You're Still With Me

 To A.:
 -- You’ll probably never see this, but I’m writing this anyway.  I have missed you so much in my life, all these years, you never left me. I still remember the first time we met, I actually had a physical reaction, the first and only time in my life, I think. I felt this strange connection as you came into my field of vision, we chatted briefly, then. I discretely inquired about you, after you left. I found a bit more information, and knew we’d be seeing each other again, somehow.

That summer, many years ago, now, was one of the few moments of happiness I knew. Those summer theater experiences were rare highlights, in a somewhat unhappy life that has had too few happy moments.   A few short years afterwards, I would find my life altered forever by a serious accident, that took years to fully recuperate from, and changed my whole life’s course. Too long to go into, but unfortunately true.

No one knew the pain I went through as I fought to keep the chaos in my family out of my life in the outside world. My parents should never have married, let alone had children. They weren’t abusive or addicted, but they might as well have been. Not bad people, just not good parents.  I had grown up with no real emotional support, and sort of raised myself, in a way. The household was not conducive to visitors and rife with their bitterness, arguments, and anger towards each other. I never really knew what had occurred to cause this. Again, I will spare the details; too long.

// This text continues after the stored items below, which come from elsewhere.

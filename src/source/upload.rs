//! Upload validation.

use base64::Engine;
use base64::engine::general_purpose::STANDARD;
use std::sync::Arc;

use crate::error::MemeError;

use super::{SourceFormat, UploadedImage};

/// Largest accepted upload (10 MiB).
pub const MAX_UPLOAD_BYTES: usize = 10 * 1024 * 1024;

/// Validate an uploaded file and turn it into an image source.
///
/// The MIME type comes from the client when provided, otherwise it is
/// guessed from the file name.
pub fn accept_upload(filename: &str, mime: Option<&str>, bytes: Vec<u8>) -> Result<UploadedImage, MemeError> {
    let mime = match mime {
        Some(m) if !m.is_empty() => m.to_lowercase(),
        _ => mime_guess::from_path(filename).first_or_octet_stream().to_string(),
    };

    if !mime.starts_with("image/") {
        return Err(MemeError::validation("Please select an image file"));
    }
    if bytes.len() > MAX_UPLOAD_BYTES {
        return Err(MemeError::validation("Image size must be less than 10MB"));
    }
    if image::guess_format(&bytes).is_err() {
        return Err(MemeError::Decode(format!("Unsupported or corrupt image '{}'", filename)));
    }

    let format = SourceFormat::from_content(Some(&mime), &bytes);
    Ok(UploadedImage {
        filename: filename.to_string(),
        mime,
        bytes: Arc::new(bytes),
        format,
    })
}

/// Split a base64 `data:` URL into its MIME type and decoded bytes.
pub fn parse_data_url(data_url: &str) -> Result<(String, Vec<u8>), MemeError> {
    let rest = data_url
        .strip_prefix("data:")
        .ok_or_else(|| MemeError::validation("Not a data URL"))?;
    let (header, payload) = rest
        .split_once(',')
        .ok_or_else(|| MemeError::validation("Malformed data URL"))?;
    let mime = header
        .strip_suffix(";base64")
        .ok_or_else(|| MemeError::validation("Only base64 data URLs are supported"))?;
    let bytes = STANDARD
        .decode(payload.trim())
        .map_err(|e| MemeError::Decode(format!("Invalid base64 payload: {}", e)))?;
    Ok((mime.to_lowercase(), bytes))
}

/// Encode bytes as a `data:` URL.
pub fn to_data_url(mime: &str, bytes: &[u8]) -> String {
    format!("data:{};base64,{}", mime, STANDARD.encode(bytes))
}

#[cfg(test)]
mod tests {
    use super::*;
    use image::{DynamicImage, ImageFormat, RgbImage};
    use std::io::Cursor;

    fn encoded(format: ImageFormat) -> Vec<u8> {
        let rgb = DynamicImage::ImageRgb8(RgbImage::from_pixel(4, 4, image::Rgb([200, 10, 10])));
        let img = if format == ImageFormat::Gif {
            DynamicImage::ImageRgba8(rgb.to_rgba8())
        } else {
            rgb
        };
        let mut bytes = Vec::new();
        img.write_to(&mut Cursor::new(&mut bytes), format).unwrap();
        bytes
    }

    #[test]
    fn test_rejects_non_image_mime() {
        let err = accept_upload("notes.txt", Some("text/plain"), b"hello".to_vec()).unwrap_err();
        assert_eq!(err.to_string(), "Please select an image file");
    }

    #[test]
    fn test_rejects_oversized_upload() {
        let mut bytes = encoded(ImageFormat::Png);
        bytes.resize(MAX_UPLOAD_BYTES + 1, 0);
        let err = accept_upload("big.png", Some("image/png"), bytes).unwrap_err();
        assert_eq!(err.to_string(), "Image size must be less than 10MB");
    }

    #[test]
    fn test_accepts_exactly_ten_megabytes() {
        let mut bytes = encoded(ImageFormat::Png);
        bytes.resize(MAX_UPLOAD_BYTES, 0);
        assert!(accept_upload("edge.png", Some("image/png"), bytes).is_ok());
    }

    #[test]
    fn test_guesses_mime_from_filename() {
        let upload = accept_upload("photo.jpg", None, encoded(ImageFormat::Jpeg)).unwrap();
        assert_eq!(upload.mime, "image/jpeg");
        assert_eq!(upload.format, SourceFormat::Other);
    }

    #[test]
    fn test_detects_png_and_gif() {
        let png = accept_upload("a.png", Some("image/png"), encoded(ImageFormat::Png)).unwrap();
        assert_eq!(png.format, SourceFormat::Png);
        let gif = accept_upload("a.gif", Some("image/gif"), encoded(ImageFormat::Gif)).unwrap();
        assert_eq!(gif.format, SourceFormat::Gif);
    }

    #[test]
    fn test_rejects_garbage_bytes() {
        let err = accept_upload("fake.png", Some("image/png"), vec![1, 2, 3, 4]).unwrap_err();
        assert!(matches!(err, MemeError::Decode(_)));
    }

    #[test]
    fn test_data_url_roundtrip() {
        let bytes = encoded(ImageFormat::Png);
        let url = to_data_url("image/png", &bytes);
        assert!(url.starts_with("data:image/png;base64,"));
        let (mime, decoded) = parse_data_url(&url).unwrap();
        assert_eq!(mime, "image/png");
        assert_eq!(decoded, bytes);
    }

    #[test]
    fn test_data_url_errors() {
        assert!(parse_data_url("http://x").is_err());
        assert!(parse_data_url("data:image/png;base64").is_err());
        assert!(parse_data_url("data:image/png,plain").is_err());
        assert!(parse_data_url("data:image/png;base64,!!!").is_err());
    }
}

We became so close, like siblings who were somehow separated at birth.  We kidded about big brother and little sister, though “little sister” was actually four years older. We knew two summers together. After those summers, I kept trying to look for you in the area; you never were around when I was. When one of our cohorts, decided to have a get together that last time we were all together, I was looking forward, so much to seeing you again. By that time I knew your family was moving out of state.

You were there,  and I so wanted to talk to you and tell you so much, but instead I almost ignored you, realizing that with my family situation I could never truly be free with anyone as long as I lived with the mayhem. I thought perhaps there may be a way I can correct this later, a letter or phone call to you or something to let you know. It seemed as though you felt slighted and ignored by me. I didn’t mean to hurt you.

My life was just in such utter disrepair, I didn’t know where to turn. The fact that you actually lived within walking distance of me, made it even harder, because my home was not open to anyone, ever. It was a war zone,  not a home.  I hesitated to contact you because of that, while you were still here. Still, I thought there might be a chance.  Perhaps we’d run into each other in the neighborhood, before you moved away. Unfortunately, that never happened. When your father got transferred to New York, you were gone forever.

I’ve tried to locate you on the web. I’m still hoping that I can at least explain myself, if we ever do connect somehow. I really do miss you so much more than you’ll ever know.  You are my soul sibling.  If there is such a thing, it’s definitely you. I will never forget you, ever.  I hope you are well and having a wonderful life.  

                                                                                                                    Love Always,
                                                                                                                              N.
InterruptedLife InterruptedLife
66-70
1 Response Aug 2, 2010

Very touching, and I hope that you not only get a chance to meet again, but that you will find this has worked both ways.